Ted Demopoulos is a frequent speaker at conferences, conventions, and other business events, author of What No One Ever Tells You About Blogging and Podcasting: Real-Life Advice from 101 People Who Successfully Leverage the Power of the Blogosphere, and coauthor of Blogging for Business. He’s also a friend of mine, and he contributed to The Great Big Small Business Show podcast. Since then, we’ve been talking about doing an interview, but never quite connecting, until now! I cornered him, via email, to talk about his new project, Effective Internet Presence.
Ted, I’ve written a bit about having an active online presence, but you have a major project starting. What can small biz owners learn from it that will help their business?
People are more and more commonly going to the Internet for information, whether they are looking for a local dry cleaner, a bottle of wine from their birthyear anywhere that will ship to them, or checking out their sister’s new boy friend. Obviously this trend is continuing to pick up speed as well.
I’ve even been known to google businesses in the same building as myself in order to call them, rather than walking the 20-30 feet to their office.

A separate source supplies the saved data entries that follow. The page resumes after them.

use once_cell::sync::Lazy;
use reqwest::{redirect::Policy, Client, StatusCode};
use serde::Deserialize;
use std::net::TcpListener;
use std::process::{Child, Command, Stdio};
use std::sync::Arc;
use std::time::{Duration, Instant};
use tokio::sync::Mutex;
use tokio::time::sleep;

#[derive(Debug, Deserialize)]
struct RecordJson {
    id: i64,
    date: String,
    steps: i64,
    sleep_hours: f64,
    heart_rate: Option<i64>,
    notes: Option<String>,
}

#[derive(Debug, Deserialize)]
struct ChartJson {
    data: ChartDataJson,
}

#[derive(Debug, Deserialize)]
struct ChartDataJson {
    dates: Vec<String>,
    values: Vec<f64>,
}

#[derive(Debug, Deserialize)]
struct AiJson {
    success: bool,
    error_type: Option<String>,
}

struct TestServer {
    base_url: String,
    child: Child,
}

impl Drop for TestServer {
    fn drop(&mut self) {
        let _ = self.child.kill();
        let _ = self.child.wait();
    }
}

static TEST_LOCK: Lazy<Mutex<()>> = Lazy::new(|| Mutex::new(()));
static SERVER: Lazy<Mutex<Option<Arc<TestServer>>>> = Lazy::new(|| Mutex::new(None));

#[cfg(unix)]
mod cleanup {
    use std::sync::atomic::{AtomicI32, Ordering};
    use std::sync::Once;

    static REGISTER: Once = Once::new();
    static PID: AtomicI32 = AtomicI32::new(0);

    pub fn register(pid: u32) {
        REGISTER.call_once(|| {
            PID.store(pid as i32, Ordering::SeqCst);
            unsafe {
                libc::atexit(on_exit);
            }
        });
    }

    extern "C" fn on_exit() {
        let pid = PID.load(Ordering::SeqCst);
        if pid > 0 {
            unsafe {
                libc::kill(pid, libc::SIGTERM);
            }
        }
    }
}

fn pick_free_port() -> u16 {
    let listener = TcpListener::bind("127.0.0.1:0").expect("bind random port");
    let port = listener.local_addr().unwrap().port();
    drop(listener);
    port
}

fn unique_database_url() -> String {
    let nanos = std::time::SystemTime::now()
        .duration_since(std::time::UNIX_EPOCH)
        .unwrap()
        .as_nanos();
    let mut path = std::env::temp_dir();
    path.push(format!("health_tracker_http_{}_{}.db", std::process::id(), nanos));
    format!("sqlite://{}?mode=rwc", path.to_string_lossy())
}

fn client() -> Client {
    Client::builder()
        .redirect(Policy::none())
        .build()
        .expect("build client")
}

async fn wait_until_ready(base_url: &str) {
    let client = Client::new();
    let deadline = Instant::now() + Duration::from_secs(10);
    loop {
        if let Ok(resp) = client.get(format!("{base_url}/healthz")).send().await {
            if resp.status().is_success() {
                return;
            }
        }
        if Instant::now() > deadline {
            panic!("server did not become ready");
        }
        sleep(Duration::from_millis(100)).await;
    }
}

async fn spawn_server() -> TestServer {
    let port = pick_free_port();
    let child = Command::new(env!("CARGO_BIN_EXE_health_tracker"))
        .env("PORT", port.to_string())
        .env("DATABASE_URL", unique_database_url())
        .env_remove("DEEPSEEK_API_KEY")
        .env("RUST_LOG", "info")
        .stdout(Stdio::inherit())
        .stderr(Stdio::inherit())
        .spawn()
        .expect("failed to spawn server");

    #[cfg(unix)]
    cleanup::register(child.id());

    let base_url = format!("http://127.0.0.1:{port}");
    wait_until_ready(&base_url).await;

    TestServer { base_url, child }
}

async fn shared_server() -> Arc<TestServer> {
    let mut guard = SERVER.lock().await;
    if let Some(server) = guard.as_ref() {
        return Arc::clone(server);
    }
    let server = Arc::new(spawn_server().await);
    *guard = Some(Arc::clone(&server));
    server
}

async fn post_record(
    base_url: &str,
    date: &str,
    steps: &str,
    sleep_hours: &str,
    heart_rate: &str,
) -> reqwest::Response {
    client()
        .post(format!("{base_url}/records"))
        .form(&[
            ("date", date),
            ("steps", steps),
            ("sleep_hours", sleep_hours),
            ("heart_rate", heart_rate),
            ("notes", ""),
        ])
        .send()
        .await
        .unwrap()
}

async fn all_records(base_url: &str) -> Vec<RecordJson> {
    client()
        .get(format!("{base_url}/api/records"))
        .send()
        .await
        .unwrap()
        .json()
        .await
        .unwrap()
}

async fn record_on(base_url: &str, date: &str) -> Option<RecordJson> {
    all_records(base_url)
        .await
        .into_iter()
        .find(|record| record.date == date)
}

#[tokio::test]
async fn http_saving_same_date_updates_in_place() {
    let _guard = TEST_LOCK.lock().await;
    let server = shared_server().await;

    let response = post_record(&server.base_url, "2025-02-10", "5000", "6.5", "70").await;
    assert_eq!(response.status(), StatusCode::SEE_OTHER);
    assert_eq!(
        response.headers()["location"].to_str().unwrap(),
        "/?saved=2025-02-10"
    );
    let first = record_on(&server.base_url, "2025-02-10").await.unwrap();

    let response = post_record(&server.base_url, "2025-02-10", "8000", "7.5", "").await;
    assert_eq!(response.status(), StatusCode::SEE_OTHER);

    let records = all_records(&server.base_url).await;
    let matching: Vec<_> = records.iter().filter(|r| r.date == "2025-02-10").collect();
    assert_eq!(matching.len(), 1);
    assert_eq!(matching[0].id, first.id);
    assert_eq!(matching[0].steps, 8000);
    assert_eq!(matching[0].sleep_hours, 7.5);
    assert_eq!(matching[0].heart_rate, None);
    assert_eq!(matching[0].notes, None);
}

#[tokio::test]
async fn http_invalid_record_is_rejected() {
    let _guard = TEST_LOCK.lock().await;
    let server = shared_server().await;

    let response = post_record(&server.base_url, "2025-02-11", "-5", "7", "").await;
    assert_eq!(response.status(), StatusCode::BAD_REQUEST);

    let response = post_record(&server.base_url, "2025-02-11", "5000", "25", "").await;
    assert_eq!(response.status(), StatusCode::BAD_REQUEST);

    assert!(record_on(&server.base_url, "2025-02-11").await.is_none());
}

#[tokio::test]
async fn http_chart_dates_are_ascending() {
    let _guard = TEST_LOCK.lock().await;
    let server = shared_server().await;

    for (date, steps) in [("2025-03-03", "3000"), ("2025-03-01", "1000"), ("2025-03-02", "2000")] {
        let response = post_record(&server.base_url, date, steps, "7", "65").await;
        assert_eq!(response.status(), StatusCode::SEE_OTHER);
    }

    let chart: ChartJson = client()
        .get(format!("{}/api/chart?chart=steps&range=365", server.base_url))
        .send()
        .await
        .unwrap()
        .json()
        .await
        .unwrap();

    assert_eq!(chart.data.dates.len(), chart.data.values.len());
    let mut sorted = chart.data.dates.clone();
    sorted.sort();
    assert_eq!(chart.data.dates, sorted);

    let position = |date: &str| chart.data.dates.iter().position(|d| d == date).unwrap();
    assert_eq!(chart.data.values[position("2025-03-01")], 1000.0);
    assert_eq!(chart.data.values[position("2025-03-03")], 3000.0);
    assert!(position("2025-03-01") < position("2025-03-02"));
}

#[tokio::test]
async fn http_unknown_chart_metric_is_bad_request() {
    let _guard = TEST_LOCK.lock().await;
    let server = shared_server().await;

    let response = client()
        .get(format!("{}/api/chart?chart=weight", server.base_url))
        .send()
        .await
        .unwrap();
    assert_eq!(response.status(), StatusCode::BAD_REQUEST);
}

#[tokio::test]
async fn http_edit_and_delete_follow_record_lifecycle() {
    let _guard = TEST_LOCK.lock().await;
    let server = shared_server().await;

    post_record(&server.base_url, "2025-02-20", "4000", "6", "").await;
    post_record(&server.base_url, "2025-02-21", "4500", "6", "").await;
    let second = record_on(&server.base_url, "2025-02-21").await.unwrap();

    let edit_url = format!("{}/records/{}/edit", server.base_url, second.id);
    let page = client().get(&edit_url).send().await.unwrap();
    assert_eq!(page.status(), StatusCode::OK);
    assert!(page.text().await.unwrap().contains("2025-02-21"));

    let conflict = client()
        .post(&edit_url)
        .form(&[("date", "2025-02-20"), ("steps", "4500"), ("sleep_hours", "6")])
        .send()
        .await
        .unwrap();
    assert_eq!(conflict.status(), StatusCode::CONFLICT);

    let updated = client()
        .post(&edit_url)
        .form(&[("date", "2025-02-22"), ("steps", "4600"), ("sleep_hours", "6")])
        .send()
        .await
        .unwrap();
    assert_eq!(updated.status(), StatusCode::SEE_OTHER);
    let moved = record_on(&server.base_url, "2025-02-22").await.unwrap();
    assert_eq!(moved.id, second.id);
    assert_eq!(moved.steps, 4600);

    let delete_url = format!("{}/records/{}/delete", server.base_url, second.id);
    let deleted = client().post(&delete_url).send().await.unwrap();
    assert_eq!(deleted.status(), StatusCode::SEE_OTHER);
    assert!(record_on(&server.base_url, "2025-02-22").await.is_none());

    let missing = client().post(&delete_url).send().await.unwrap();
    assert_eq!(missing.status(), StatusCode::NOT_FOUND);

    let bad_id = client()
        .get(format!("{}/records/abc/edit", server.base_url))
        .send()
        .await
        .unwrap();
    assert_eq!(bad_id.status(), StatusCode::BAD_REQUEST);
}

#[tokio::test]
async fn http_records_partial_includes_insight() {
    let _guard = TEST_LOCK.lock().await;
    let server = shared_server().await;

    post_record(&server.base_url, "2025-02-12", "5000", "7", "").await;

    let html = client()
        .get(format!("{}/partials/records?table_range=all", server.base_url))
        .send()
        .await
        .unwrap()
        .text()
        .await
        .unwrap();
    assert!(html.contains(r#"id="weekly-insight""#));
    assert!(html.contains("2025-02-12"));
    assert!(!html.contains("<html"));
}

#[tokio::test]
async fn http_settings_round_trip() {
    let _guard = TEST_LOCK.lock().await;
    let server = shared_server().await;

    let saved = client()
        .post(format!("{}/settings", server.base_url))
        .form(&[
            ("enabled", "on"),
            ("frequency", "weekly"),
            ("report_time", "07:30"),
            ("day_of_week", "friday"),
            ("recipient_email", "me@example.com"),
            ("range_days", "14"),
        ])
        .send()
        .await
        .unwrap();
    assert_eq!(saved.status(), StatusCode::SEE_OTHER);
    assert_eq!(
        saved.headers()["location"].to_str().unwrap(),
        "/settings?saved=1"
    );

    let html = client()
        .get(format!("{}/settings?saved=1", server.base_url))
        .send()
        .await
        .unwrap()
        .text()
        .await
        .unwrap();
    assert!(html.contains(r#"<option value="weekly" selected>"#));
    assert!(html.contains("me@example.com"));
    assert!(html.contains("Next report:"));

    let rejected = client()
        .post(format!("{}/settings", server.base_url))
        .form(&[("frequency", "hourly"), ("report_time", "07:30")])
        .send()
        .await
        .unwrap();
    assert_eq!(rejected.status(), StatusCode::BAD_REQUEST);
}

async fn ask_ai(base_url: &str) -> reqwest::Response {
    client()
        .post(format!("{base_url}/api/ai/insights"))
        .form(&[("custom_prompt", "")])
        .send()
        .await
        .unwrap()
}

#[tokio::test]
async fn http_ai_insights_report_missing_data_then_missing_key() {
    let server = spawn_server().await;

    let response = ask_ai(&server.base_url).await;
    assert_eq!(response.status(), StatusCode::BAD_REQUEST);
    let body: AiJson = response.json().await.unwrap();
    assert!(!body.success);
    assert_eq!(body.error_type.as_deref(), Some("no_data"));

    post_record(&server.base_url, "2025-04-01", "7000", "7", "68").await;

    let response = ask_ai(&server.base_url).await;
    assert_eq!(response.status(), StatusCode::BAD_REQUEST);
    let body: AiJson = response.json().await.unwrap();
    assert!(!body.success);
    assert_eq!(body.error_type.as_deref(), Some("missing_api_key"));
}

If you are a small business, whether local, national, or international, you had better be easy to find online. Most small businesses need the three following — at a minimum.
1) A Web site. Simple, non-fancy, even one page Web site works fine for many businesses.
2) The ability to easily and quickly modify your Web site yourself. Even if someone else designed and built it, which is normal, you need to be able to change it yourself to do things as simple as changing the hours you’re open or upload the specials of the week. You cannot depend on someone else and their availability for thing like this.
3) Googleability. You need to show up appropriately in the search engines, which is relatively simple if you’ve designed a good Web site and/or use some kind of search engine pay per click advertising.
For a local business, this means show up on geographic searches, for example “Ford Dealer, Memphis TN” or “Dentist, Hampton New Hampshire.” This is not hard.
A business should also keep up with any reviews and comments about themselves online. You should know what others are saying about you.
What types of small local businesses can benefit from blogging and other internet presence tools?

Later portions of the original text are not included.